I was woken up this morning in the same way as I was yesterday - by the call to prayer from the mosque in the village downriver. The first time I heard it, when it was still pitch black and I had no idea what the time was, and all I could hear were these weird wailing noises coming from God knows where, it was really creepy. But this morning I was prepared for it so it wasn't too bad! Being out in the open means that even without the call to prayer I would be awake as soon as it gets light anyway, which is long before 6:00am. I really don't mind being up early though - if I'm not, I feel like I'm missing out!
We're just now about to head off for project work, going back to the same clearing we were in yesterday afternoon so that we can do our bit to counter the deforestation in this area.
7:00pm
Our last day of project work is complete! This morning we headed back to the clearing along with bags full of saplings ready for planting. We each had to do about 4; digging out the hole, placing the sapling in, and then covering up the rest of the hole again. It wasn't hard work, but it's been a lot hotter today than it was yesterday, so everyone was beginning to struggle a little in the heat. We actually didn't get to plant all the trees that we had as we ran out of room, so there was nothing more we could do for the morning.

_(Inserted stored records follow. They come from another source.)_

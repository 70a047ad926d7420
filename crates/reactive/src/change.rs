//! Normalized change events.
//!
//! A raw change-feed event names dotted paths and may omit the document; a
//! `ChangeEvent` carries a top-level field diff and the authoritative full
//! document, which is what join nodes consume.

use rejoin_core::{diff_from_update, DocId, Document, Error, FieldDiff, Result};
use rejoin_storage::{OperationType, RawChangeEvent};

/// One change to one document of a watched collection.
#[derive(Clone, Debug, PartialEq)]
pub enum ChangeEvent {
    /// A document was inserted.
    Added { id: DocId, doc: Document },
    /// Top-level fields of a document changed. Fields removed by the update
    /// appear as [`FieldChange::Unset`](rejoin_core::FieldChange::Unset).
    Changed {
        id: DocId,
        diff: FieldDiff,
        doc: Document,
    },
    /// A document was replaced wholesale.
    Replaced { id: DocId, doc: Document },
    /// A document was deleted.
    Removed { id: DocId },
}

impl ChangeEvent {
    /// Converts a raw event. Returns `None` for events that carry nothing the
    /// engine acts on: unknown operation types and updates whose post-image
    /// was no longer available.
    pub fn normalize(collection: &str, raw: &RawChangeEvent) -> Result<Option<Self>> {
        let id = raw.id().to_string();
        let event = match raw.operation_type {
            OperationType::Insert => match &raw.full_document {
                Some(doc) => ChangeEvent::Added {
                    id,
                    doc: doc.clone(),
                },
                None => return Err(Error::missing_full_document(collection, id)),
            },
            OperationType::Update => {
                let doc = match &raw.full_document {
                    Some(doc) => doc.clone(),
                    None => {
                        tracing::trace!("Update of {}/{} has no post-image, skipping", collection, id);
                        return Ok(None);
                    }
                };
                let diff = match &raw.update_description {
                    Some(desc) => {
                        diff_from_update(&desc.updated_fields, &desc.removed_fields, Some(&doc))
                    }
                    None => FieldDiff::new(),
                };
                ChangeEvent::Changed { id, diff, doc }
            }
            OperationType::Replace => match &raw.full_document {
                Some(doc) => ChangeEvent::Replaced {
                    id,
                    doc: doc.clone(),
                },
                None => return Err(Error::missing_full_document(collection, id)),
            },
            OperationType::Delete => ChangeEvent::Removed { id },
            OperationType::Other => return Ok(None),
        };
        tracing::trace!("Normalized {} on {}/{}", event.kind(), collection, event.id());
        Ok(Some(event))
    }

    /// Id of the changed document.
    pub fn id(&self) -> &str {
        match self {
            ChangeEvent::Added { id, .. }
            | ChangeEvent::Changed { id, .. }
            | ChangeEvent::Replaced { id, .. }
            | ChangeEvent::Removed { id } => id,
        }
    }

    /// The document after the change, if it still exists.
    pub fn doc(&self) -> Option<&Document> {
        match self {
            ChangeEvent::Added { doc, .. }
            | ChangeEvent::Changed { doc, .. }
            | ChangeEvent::Replaced { doc, .. } => Some(doc),
            ChangeEvent::Removed { .. } => None,
        }
    }

    /// Short name: `added`, `changed`, `replaced` or `removed`.
    pub fn kind(&self) -> &'static str {
        match self {
            ChangeEvent::Added { .. } => "added",
            ChangeEvent::Changed { .. } => "changed",
            ChangeEvent::Replaced { .. } => "replaced",
            ChangeEvent::Removed { .. } => "removed",
        }
    }
}

#[cfg(test)]
mod tests {
    use super::*;
    use rejoin_core::document::from_value;
    use rejoin_core::FieldChange;
    use rejoin_storage::UpdateDescription;
    use serde_json::json;

    fn doc(value: serde_json::Value) -> Document {
        from_value(value).unwrap()
    }

    #[test]
    fn test_insert_becomes_added() {
        let raw = RawChangeEvent::insert("p1", doc(json!({"_id": "p1"})));
        let event = ChangeEvent::normalize("posts", &raw).unwrap().unwrap();
        assert_eq!(event.kind(), "added");
        assert_eq!(event.id(), "p1");
    }

    #[test]
    fn test_update_collapses_nested_paths() {
        let full = doc(json!({"_id": "p1", "meta": {"views": 3, "likes": 1}, "tags": ["a", "b"]}));
        let desc = UpdateDescription {
            updated_fields: doc(json!({"meta.views": 3, "tags.1": "b"})),
            removed_fields: vec!["draft".to_string()],
        };
        let raw = RawChangeEvent::update("p1", desc, Some(full));

        match ChangeEvent::normalize("posts", &raw).unwrap().unwrap() {
            ChangeEvent::Changed { diff, .. } => {
                assert_eq!(diff["meta"], FieldChange::Set(json!({"views": 3, "likes": 1})));
                assert_eq!(diff["tags"], FieldChange::Set(json!(["a", "b"])));
                assert_eq!(diff["draft"], FieldChange::Unset);
                assert_eq!(diff.len(), 3);
            }
            other => panic!("unexpected {:?}", other),
        }
    }

    #[test]
    fn test_update_without_post_image_is_skipped() {
        let raw = RawChangeEvent::update("p1", UpdateDescription::default(), None);
        assert!(ChangeEvent::normalize("posts", &raw).unwrap().is_none());
    }

    #[test]
    fn test_replace_requires_full_document() {
        let raw = RawChangeEvent::replace("p1", None);
        let err = ChangeEvent::normalize("posts", &raw).unwrap_err();
        assert!(matches!(err, Error::MissingFullDocument { .. }));
        assert!(err.is_contract_violation());
    }

    #[test]
    fn test_other_operations_ignored() {
        let raw: RawChangeEvent = serde_json::from_value(json!({
            "operationType": "drop",
            "documentKey": {"_id": "p1"}
        }))
        .unwrap();
        assert!(ChangeEvent::normalize("posts", &raw).unwrap().is_none());
    }

    #[test]
    fn test_delete_becomes_removed() {
        let event = ChangeEvent::normalize("posts", &RawChangeEvent::delete("p1"))
            .unwrap()
            .unwrap();
        assert_eq!(event, ChangeEvent::Removed { id: "p1".into() });
        assert!(event.doc().is_none());
    }
}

Lunch was late being brought down the river so we were all extremely grateful when it did turn up and gulped it down before heading out for the afternoon. We got on the boats once more to head about 5 minutes downriver to the eco-camp which is open to tourists and is partly funded by Camps International. There, we were briefed about the camp and how it operates to help save the local eco-systems, including how they're working to remove an invasive weed, salvinia, from the lakes. This was our job: to get on two pontoons and help scoop out the weed, placing it in bags which were then brought back to shore. This is a really important job because the weed is choking up the lake, stopping sunlight and oxygen from getting to it and leading to the death of the marine life.
At around 4:00pm we headed back to camp again. A lot of the group have decided that a few days without a shower is enough, but so many of them are coming back from the 'shower' a little disgruntled that I've decided maybe I can last one more day. For the showers you have to fill up a bucket from the taps, which are a little temperamental, carry the bucket into one of the tarpaulin cubicles and then scoop the water out over you. All while certain of the boys are stood up in the main area, which is on a hill, trying to look down into the showers and having a right laugh.... Yeah, maybe I can last one more day... However, I did decide to wash my hair using one of the buckets, which wasn't too bad and did actually make me feel a lot better, so at least I feel kind of clean! Baby wipes will have to do for the rest of me for now...
And tonight is already our last night in the jungle - just as I'm getting used to the ways of the hammock (which is actually really comfy once you're settled). I will probably head to bed soon (it's so dark that it already feels really late, even though it's not even 8) as we have to leave camp at 6 tomorrow morning to journey back to the jetty for breakfast, and then it's on to Sepilok!